START Excerpted records
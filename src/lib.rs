//! zbox - Passphrase-based file and directory encryption
//!
//! Files are encrypted with AES-256-GCM under a key stretched from the
//! passphrase with PBKDF2 and a fresh random salt, and stored in a small
//! self-describing container. Directories are mirrored entry by entry.

#![forbid(unsafe_code)]

pub mod cipher;
pub mod container;
pub mod error;
pub mod file_ops;
pub mod kdf;
pub mod mirror;
pub mod options;
pub mod passphrase;
pub mod path_policy;
pub mod sniff;

pub use cipher::FileCipher;
pub use error::{ErrorCategory, ErrorKind, Result, ZboxError};
pub use file_ops::{ProcessOutcome, process};
pub use kdf::Passphrase;
pub use mirror::MirrorReport;
pub use options::{MirrorOptions, ProcessOptions};
pub use path_policy::{Operation, output_path};
pub use sniff::is_container;
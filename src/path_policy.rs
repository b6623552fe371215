//! Output path naming for encrypt and decrypt

use std::ffi::OsString;
use std::fmt;
use std::path::{Path, PathBuf};
use std::str::FromStr;

use crate::error::{ErrorCategory, Result, ZboxError};

/// Suffix appended on encryption when none is configured
pub const DEFAULT_ENCRYPTED_SUFFIX: &str = ".encrypted";

/// Suffix appended on decryption when none is configured and the input
/// does not carry [`DEFAULT_ENCRYPTED_SUFFIX`]
pub const DEFAULT_DECRYPTED_SUFFIX: &str = ".decrypted";

#[derive(Debug, Clone, Copy, PartialEq, Eq)]
pub enum Operation {
    Encrypt,
    Decrypt,
}

impl Operation {
    /// Suffix a `process` call uses when the caller configured none.
    pub fn default_suffix(self) -> &'static str {
        match self {
            Operation::Encrypt => DEFAULT_ENCRYPTED_SUFFIX,
            Operation::Decrypt => DEFAULT_DECRYPTED_SUFFIX,
        }
    }
}

impl fmt::Display for Operation {
    fn fmt(&self, f: &mut fmt::Formatter<'_>) -> fmt::Result {
        match self {
            Operation::Encrypt => f.write_str("encrypt"),
            Operation::Decrypt => f.write_str("decrypt"),
        }
    }
}

impl FromStr for Operation {
    type Err = ZboxError;

    fn from_str(s: &str) -> Result<Self> {
        match s {
            "encrypt" => Ok(Operation::Encrypt),
            "decrypt" => Ok(Operation::Decrypt),
            other => Err(ZboxError::new(
                ErrorCategory::User,
                format!("operation must be encrypt or decrypt, got {:?}", other),
            )),
        }
    }
}

/// Compute where the result of `operation` on `input` goes.
///
/// - encrypt: `input + suffix` (default `.encrypted`)
/// - decrypt with a suffix: strip it if present, otherwise append it
/// - decrypt without a suffix: strip `.encrypted` if present, otherwise
///   append `.decrypted`
///
/// An empty suffix counts as not configured. Trailing separators on `input`
/// are ignored.
pub fn output_path(input: &Path, operation: Operation, suffix: Option<&str>) -> PathBuf {
    let input = input.components().as_path();
    let suffix = suffix.filter(|s| !s.is_empty());

    match operation {
        Operation::Encrypt => append(input, suffix.unwrap_or(DEFAULT_ENCRYPTED_SUFFIX)),
        Operation::Decrypt => {
            let (strip, fallback) = match suffix {
                Some(s) => (s, s),
                None => (DEFAULT_ENCRYPTED_SUFFIX, DEFAULT_DECRYPTED_SUFFIX),
            };
            strip_suffix(input, strip).unwrap_or_else(|| append(input, fallback))
        }
    }
}

fn append(path: &Path, suffix: &str) -> PathBuf {
    let mut s = OsString::from(path.as_os_str());
    s.push(suffix);
    PathBuf::from(s)
}

// Non-UTF-8 paths never match and fall through to appending.
fn strip_suffix(path: &Path, suffix: &str) -> Option<PathBuf> {
    path.to_str()
        .and_then(|s| s.strip_suffix(suffix))
        .map(PathBuf::from)
}
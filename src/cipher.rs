//! Encryption/decryption using SHA-256 + PBKDF2 + AES-256-GCM
//!
//! This module implements passphrase-based encryption using:
//! - SHA-256 to reduce the passphrase to a master key (once per cipher)
//! - PBKDF2-HMAC-SHA256 with a random 64-byte salt for a fresh key per file
//! - AES-256-GCM with a 16-byte nonce for authenticated encryption
//!
//! The output is a [`Container`].

use aes_gcm::aead::consts::U16;
use aes_gcm::aead::{AeadInPlace, KeyInit};
use aes_gcm::aes::Aes256;
use aes_gcm::{AesGcm, Key, Nonce, Tag};
use rand::RngCore;
use rand::rngs::OsRng;

use crate::container::{Container, NONCE_LEN, SALT_LEN, TAG_LEN};
use crate::error::{ErrorCategory, ErrorKind, Result, ZboxError};
use crate::kdf::{self, KEY_LEN, MasterKey, Passphrase};
use crate::path_policy::Operation;

/// AES-256-GCM parameterized for the container's 16-byte nonce.
type Aes256Gcm16 = AesGcm<Aes256, U16>;

/// Holds the master key for one `process` call and transforms whole buffers.
pub struct FileCipher {
    master: MasterKey,
}

impl FileCipher {
    pub fn new(passphrase: impl Into<Passphrase>) -> Self {
        let passphrase = passphrase.into();
        Self {
            master: MasterKey::from_passphrase(&passphrase),
        }
    }

    /// Encrypt or decrypt depending on `operation`.
    pub fn apply(&self, operation: Operation, data: &[u8]) -> Result<Vec<u8>> {
        match operation {
            Operation::Encrypt => self.encrypt(data),
            Operation::Decrypt => self.decrypt(data),
        }
    }

    /// Encrypt plaintext using a random salt and nonce
    ///
    /// Returns a container of exactly `HEADER_LEN + plaintext.len()` bytes.
    pub fn encrypt(&self, plaintext: &[u8]) -> Result<Vec<u8>> {
        let mut salt = [0u8; SALT_LEN];
        OsRng.fill_bytes(&mut salt);

        let mut nonce = [0u8; NONCE_LEN];
        OsRng.fill_bytes(&mut nonce);

        self.encrypt_deterministic(plaintext, &salt, &nonce)
    }

    /// Encrypt plaintext using provided salt and nonce
    ///
    /// This function is ONLY for testing purposes to generate deterministic output.
    /// NEVER use this in production - always use `encrypt()` which generates random salt/nonce.
    pub fn encrypt_deterministic(
        &self,
        plaintext: &[u8],
        salt: &[u8; SALT_LEN],
        nonce: &[u8; NONCE_LEN],
    ) -> Result<Vec<u8>> {
        let key = kdf::derive_file_key(&self.master, salt)?;
        let cipher = aead(&key);

        let mut ciphertext = plaintext.to_vec();
        let tag = cipher
            .encrypt_in_place_detached(Nonce::<U16>::from_slice(nonce), b"", &mut ciphertext)
            .map_err(|e| {
                ZboxError::with_kind(
                    ErrorCategory::Internal,
                    ErrorKind::CipherFailure,
                    format!("encryption failed: {}", e),
                )
            })?;

        let mut tag_bytes = [0u8; TAG_LEN];
        tag_bytes.copy_from_slice(&tag);

        Ok(Container {
            salt,
            nonce,
            tag: &tag_bytes,
            ciphertext: &ciphertext,
        }
        .encode())
    }

    /// Decrypt a container, returning the plaintext only if the tag verifies.
    pub fn decrypt(&self, data: &[u8]) -> Result<Vec<u8>> {
        let container = Container::decode(data)?;

        let key = kdf::derive_file_key(&self.master, container.salt)?;
        let cipher = aead(&key);

        let mut plaintext = container.ciphertext.to_vec();
        cipher
            .decrypt_in_place_detached(
                Nonce::<U16>::from_slice(container.nonce),
                b"",
                &mut plaintext,
                Tag::<U16>::from_slice(container.tag),
            )
            .map_err(|_| {
                ZboxError::with_kind(
                    ErrorCategory::User,
                    ErrorKind::AuthenticationFailed,
                    "corrupt input, tampered-with data, or bad passphrase",
                )
            })?;

        Ok(plaintext)
    }
}

fn aead(key: &[u8; KEY_LEN]) -> Aes256Gcm16 {
    Aes256Gcm16::new(Key::<Aes256Gcm16>::from_slice(key))
}
//! Binary container layout
//!
//! The format is:
//! - salt length marker: 1 byte, always `SALT_LEN`
//! - salt: 64 bytes
//! - nonce: 16 bytes
//! - authentication tag: 16 bytes
//! - ciphertext: all remaining bytes, same length as the plaintext
//!
//! The ciphertext is not length-prefixed, so a truncated container is only
//! detected when the tag fails to verify.

use crate::error::{ErrorCategory, ErrorKind, Result, ZboxError};

/// Length of salt in bytes. Also the value of the marker byte.
pub const SALT_LEN: usize = 64;

/// Length of nonce in bytes
pub const NONCE_LEN: usize = 16;

/// Length of the AES-GCM authentication tag in bytes
pub const TAG_LEN: usize = 16;

/// Size of everything before the ciphertext
pub const HEADER_LEN: usize = 1 + SALT_LEN + NONCE_LEN + TAG_LEN;

/// Marker byte opening every container
pub const MARKER: u8 = SALT_LEN as u8;

/// A decoded container, borrowing from the buffer it was read from.
#[derive(Debug, Clone, Copy, PartialEq, Eq)]
pub struct Container<'a> {
    pub salt: &'a [u8; SALT_LEN],
    pub nonce: &'a [u8; NONCE_LEN],
    pub tag: &'a [u8; TAG_LEN],
    pub ciphertext: &'a [u8],
}

impl<'a> Container<'a> {
    /// Serialize into marker + salt + nonce + tag + ciphertext.
    pub fn encode(&self) -> Vec<u8> {
        let mut output = Vec::with_capacity(HEADER_LEN + self.ciphertext.len());
        output.push(MARKER);
        output.extend_from_slice(self.salt);
        output.extend_from_slice(self.nonce);
        output.extend_from_slice(self.tag);
        output.extend_from_slice(self.ciphertext);
        output
    }

    /// Parse a container. The marker is checked before the length so that
    /// foreign data is reported as a format mismatch rather than truncation.
    pub fn decode(data: &'a [u8]) -> Result<Self> {
        let Some((&marker, rest)) = data.split_first() else {
            return Err(ZboxError::with_kind(
                ErrorCategory::User,
                ErrorKind::TruncatedInput,
                "input is empty; not an encrypted container",
            ));
        };

        if marker != MARKER {
            return Err(ZboxError::with_kind(
                ErrorCategory::User,
                ErrorKind::BinaryFormat,
                format!(
                    "invalid container format: salt length marker is {}, expected {}",
                    marker, MARKER
                ),
            ));
        }

        if data.len() < HEADER_LEN {
            return Err(ZboxError::with_kind(
                ErrorCategory::User,
                ErrorKind::TruncatedInput,
                format!(
                    "input likely truncated: {} bytes is shorter than the {} byte header",
                    data.len(),
                    HEADER_LEN
                ),
            ));
        }

        let (salt, rest) = rest.split_at(SALT_LEN);
        let (nonce, rest) = rest.split_at(NONCE_LEN);
        let (tag, ciphertext) = rest.split_at(TAG_LEN);

        Ok(Self {
            salt: salt.try_into().map_err(|e| internal_slice_error("salt", e))?,
            nonce: nonce
                .try_into()
                .map_err(|e| internal_slice_error("nonce", e))?,
            tag: tag.try_into().map_err(|e| internal_slice_error("tag", e))?,
            ciphertext,
        })
    }
}

fn internal_slice_error(field: &str, err: std::array::TryFromSliceError) -> ZboxError {
    ZboxError::with_kind_and_source(
        ErrorCategory::Internal,
        ErrorKind::BinaryFormat,
        format!("failed to read {}", field),
        err,
    )
}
END Excerpted records
Work order
Output the number of lines in the records above that contain the string "ErrorKind", and no other text.

Task result
9